Abstract
Purpose :
Computer-based color contrast sensitivity (CS) tests diagnose type and severity of hereditary color vision deficiency (CVD) and acquired CVD in various diseases. These tests are predicated on saturation discrimination but provide no information about hue and color naming. Our purpose was to develop a clinically expedient test of cone CS which includes a color naming score (cone contrast naming test; CCNT).
Methods :
26 color vision normals (CVNs, mean age ± SD: 26 ± 5) and 20 hereditary CVDs (CVDs, age 32 ± 12) confirmed by Ishihara, anomaloscope, and cone CS participated after written informed consent. Test distance was 3 ft. in a dark room (Microsoft Surface display). Single letters on a grey background stimulated only L, M or S cones or luminance (Lum).

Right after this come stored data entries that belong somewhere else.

use minirecord::{attrs, Record, Value};
use pretty_assertions::assert_eq;
use tests::{models::*, *};

fn fnames(humans: &[Human]) -> Vec<String> {
    humans.iter().filter_map(Human::fname).collect()
}

#[test]
fn filter_on_one_column() {
    let db = setup();
    let humans = Human::filter(&db, attrs! { house_id: 1 });

    assert_eq!(humans.len().unwrap(), 2);
    assert_eq!(fnames(humans.load().unwrap()), ["Devon", "Matt"]);
}

#[test]
fn filter_on_several_columns() {
    let db = setup();
    let humans = Human::filter(&db, attrs! { fname: "Matt", house_id: 1 });

    assert_eq!(humans.len().unwrap(), 1);
    assert_eq!(humans.first().unwrap().unwrap().lname().as_deref(), Some("Rubens"));
}

#[test]
fn filter_without_matches_is_empty() {
    let db = setup();
    let humans = Human::filter(&db, attrs! { fname: "Nowhere", lname: "Man" });

    assert!(humans.is_empty().unwrap());
    assert_eq!(humans, []);
}

#[test]
fn empty_criteria_match_everything() {
    let db = setup();
    assert_eq!(Cat::filter(&db, attrs! {}).len().unwrap(), 5);
}

#[test]
fn chained_filters_merge_criteria() {
    let db = setup();

    let chained = Human::filter(&db, attrs! { house_id: 1 }).filter(attrs! { fname: "Matt" });
    let single = Human::filter(&db, attrs! { house_id: 1, fname: "Matt" });

    assert_eq!(chained.criteria(), single.criteria());
    assert_eq!(chained.to_vec().unwrap(), single.to_vec().unwrap());
}

#[test]
fn later_criteria_win_on_collision() {
    let db = setup();

    let humans = Human::filter(&db, attrs! { house_id: 1 }).filter(attrs! { house_id: 2 });

    assert_eq!(humans.criteria(), &attrs! { house_id: 2 });
    assert_eq!(fnames(humans.load().unwrap()), ["Ned"]);
}

#[test]
fn filter_leaves_the_receiver_untouched() {
    let db = setup();

    let in_house = Human::filter(&db, attrs! { house_id: 1 });
    let narrowed = in_house.filter(attrs! { fname: "Devon" });

    assert_eq!(narrowed.len().unwrap(), 1);
    assert_eq!(in_house.criteria(), &attrs! { house_id: 1 });
    assert_eq!(in_house.len().unwrap(), 2);
}

#[test]
fn to_sql_binds_criteria_in_order() {
    let db = setup();
    let humans = Human::filter(&db, attrs! { fname: "Matt", house_id: 1 });

    let (sql, params) = humans.to_sql();

    assert_eq!(sql, "SELECT * FROM humans WHERE fname = ?1 AND house_id = ?2;");
    assert_eq!(params, [Value::from("Matt"), Value::Integer(1)]);
    assert!(!humans.is_loaded());
}

#[test]
fn nothing_runs_until_observed() {
    let (db, log) = setup_logged();

    let humans = Human::filter(&db, attrs! { house_id: 1 });
    let _narrowed = humans.filter(attrs! { lname: "Watts" });

    assert!(!humans.is_loaded());
    assert!(log.is_empty());
}

#[test]
fn loads_at_most_once() {
    let (db, log) = setup_logged();
    let humans = Human::filter(&db, attrs! { house_id: 1 });

    assert_eq!(humans.len().unwrap(), 2);
    assert!(humans.first().unwrap().is_some());
    assert_eq!(humans.iter().unwrap().count(), 2);
    assert_eq!(humans.get(1).unwrap().unwrap().fname().as_deref(), Some("Matt"));
    assert!(humans.get(2).unwrap().is_none());
    let _ = humans.to_vec().unwrap();

    assert!(humans.is_loaded());
    assert_eq!(log.queries(), 1);
    assert_eq!(
        log.sql(),
        ["SELECT * FROM humans WHERE house_id = ?1;"]
    );
}

#[test]
fn loaded_results_are_not_refreshed() {
    let db = setup();
    let humans = Human::filter(&db, attrs! { house_id: 1 });
    assert_eq!(humans.len().unwrap(), 2);

    let mut newcomer = Human::new(attrs! { fname: "New", lname: "Neighbor", house_id: 1 }).unwrap();
    newcomer.insert(&db).unwrap();

    assert_eq!(humans.len().unwrap(), 2);
    assert_eq!(humans.filter(attrs! {}).len().unwrap(), 3);
}

#[test]
fn compares_with_plain_sequences() {
    let db = setup();

    let ned = Human::find(&db, 3).unwrap().unwrap();
    let humans = Human::filter(&db, attrs! { house_id: 2 });

    assert_eq!(humans, [ned.clone()]);
    assert_eq!(humans, vec![ned.clone()]);
    assert!(humans != []);
    assert!(humans == *vec![ned].as_slice());
}

#[test]
fn unknown_criteria_fail_without_querying() {
    let (db, log) = setup_logged();
    let humans = Human::filter(&db, attrs! { favorite_band: "The Eagles" });

    assert!(humans.load().unwrap_err().is_unknown_attribute());
    assert!(humans.len().unwrap_err().is_unknown_attribute());
    assert!(!humans.is_loaded());
    assert!(log.is_empty());
}

#[test]
fn failed_load_never_compares_equal() {
    let db = setup();
    let humans = Human::filter(&db, attrs! { favorite_band: "The Eagles" });

    assert!(humans != []);
    assert!(humans != Vec::new());
}

#[test]
fn into_vec_takes_the_results() {
    let db = setup();
    let cats = Cat::filter(&db, attrs! { owner_id: 3 }).into_vec().unwrap();

    let names: Vec<_> = cats.iter().filter_map(Cat::name).collect();
    assert_eq!(names, ["Haskell", "Markov"]);
}
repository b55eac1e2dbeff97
use crate::Error;

#[derive(Debug)]
pub(super) struct InvalidConnectionUrl {
    pub(super) message: Box<str>,
}

impl Error {
    pub fn invalid_connection_url(message: impl Into<String>) -> Error {
        Error::from(super::ErrorKind::InvalidConnectionUrl(
            InvalidConnectionUrl {
                message: message.into().into(),
            },
        ))
    }

    pub fn is_invalid_connection_url(&self) -> bool {
        matches!(self.kind(), super::ErrorKind::InvalidConnectionUrl(_))
    }
}

impl std::fmt::Display for InvalidConnectionUrl {
    fn fmt(&self, f: &mut std::fmt::Formatter<'_>) -> std::fmt::Result {
        write!(f, "invalid connection URL: {}", self.message)
    }
}
use super::Expand;
use crate::schema::AssociationKind;

use proc_macro2::TokenStream;
use quote::quote;

impl Expand<'_> {
    /// A typed accessor per association.
    pub(super) fn expand_association_methods(&self) -> TokenStream {
        let minirecord = &self.minirecord;
        let vis = &self.model.vis;

        self.model
            .associations
            .iter()
            .map(|association| {
                let ident = &association.ident;
                let name = association.name();
                let target = &association.class_name;

                match association.kind {
                    AssociationKind::BelongsTo => quote! {
                        #vis fn #ident(
                            &self,
                            db: &#minirecord::Db,
                        ) -> #minirecord::Result<#minirecord::Option<#target>> {
                            <Self as #minirecord::Record>::belongs_to::<#target>(self, db, #name)
                        }
                    },
                    AssociationKind::HasMany => quote! {
                        #vis fn #ident<'db>(
                            &self,
                            db: &'db #minirecord::Db,
                        ) -> #minirecord::Result<#minirecord::Relation<'db, #target>> {
                            <Self as #minirecord::Record>::has_many::<#target>(self, db, #name)
                        }
                    },
                    AssociationKind::HasOneThrough => {
                        let through = &association.through;
                        let source = &association.source;
                        quote! {
                            #vis fn #ident(
                                &self,
                                db: &#minirecord::Db,
                            ) -> #minirecord::Result<#minirecord::Option<#target>> {
                                <Self as #minirecord::Record>::has_one_through::<#target>(
                                    self, db, #through, #source,
                                )
                            }
                        }
                    }
                    AssociationKind::HasManyThrough => {
                        let through = &association.through;
                        let source = &association.source;
                        quote! {
                            #vis fn #ident(
                                &self,
                                db: &#minirecord::Db,
                            ) -> #minirecord::Result<std::vec::Vec<#target>> {
                                <Self as #minirecord::Record>::has_many_through::<#target>(
                                    self, db, #through, #source,
                                )
                            }
                        }
                    }
                }
            })
            .collect()
    }
}
use super::Expand;

use proc_macro2::TokenStream;
use quote::quote;

impl Expand<'_> {
    /// A getter and a setter per column.
    pub(super) fn expand_accessors(&self) -> TokenStream {
        let minirecord = &self.minirecord;
        let vis = &self.model.vis;

        self.model
            .columns
            .iter()
            .map(|column| {
                let field = &column.ident;
                let setter = column.setter_ident();
                let ty = &column.ty;

                quote! {
                    #vis fn #field(&self) -> #minirecord::Option<#ty> {
                        #minirecord::Option::clone(&self.#field)
                    }

                    #vis fn #setter(&mut self, value: impl #minirecord::Into<#ty>) {
                        self.#field = #minirecord::Some(value.into());
                    }
                }
            })
            .collect()
    }
}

Weber contrast varied from 1%-16% in 2X steps for L, M, Lum; S cones: 8%-128% in 2X steps. On each trial a single letter appeared within a crosshair for 5 sec. Subjects identified the letter and named its color. Letter types (L, M, S, Lum) were presented twice at each of five contrasts and both letter type and contrast were randomized in each session. CS and color naming was based on the number correct using a scale of 100.
Results :
CVN CCNT CS correlated with Innova Systems, Inc. cone CS (r2 = 0.3 P < .001) as did CVD CCNT CS (r2 = 0.8 P < .001) validating CCNT CS. Sensitivity of CCNT cone CS for detecting type and severity of hereditary CVD was 100% (mean CVN CS: 84, mean CVD CS: 28, P < .001). Specificity in CVDs for confirming normal color vision in the normal cone type was 100% (mean CVN and CVD CS: 84, P > .89). Mean CVD CS scores were 6.1 standard deviations below CVD norms (P < .001). CVDs showed significant decrements in color naming for the deficient cone, normal cone, and luminance stimulus (mean 39) compared to CVNs (mean 82, P < .001). CS alone showed non-repetitive distinct scores in 30% of CVDs and CVNs while a composite score (mean of CS and CN) showed distinct scores in 70% of CVDs (P < .001) and in 46% of CVNs (P < .002) indicating that the composite score better discriminates between levels of performance in both CVDs and CVNs.
Conclusions :
The CCNT combines cone CS with color naming to include both thresholds and color identification in a single, clinically expedient test. The composite score better discriminates levels of color ability important for matching CVDs with occupational needs and identifying the impact of acquired CVD on performance.
This abstract was presented at the 2022 ARVO Annual Meeting, held in Denver, CO, May 1-4, 2022, and virtually.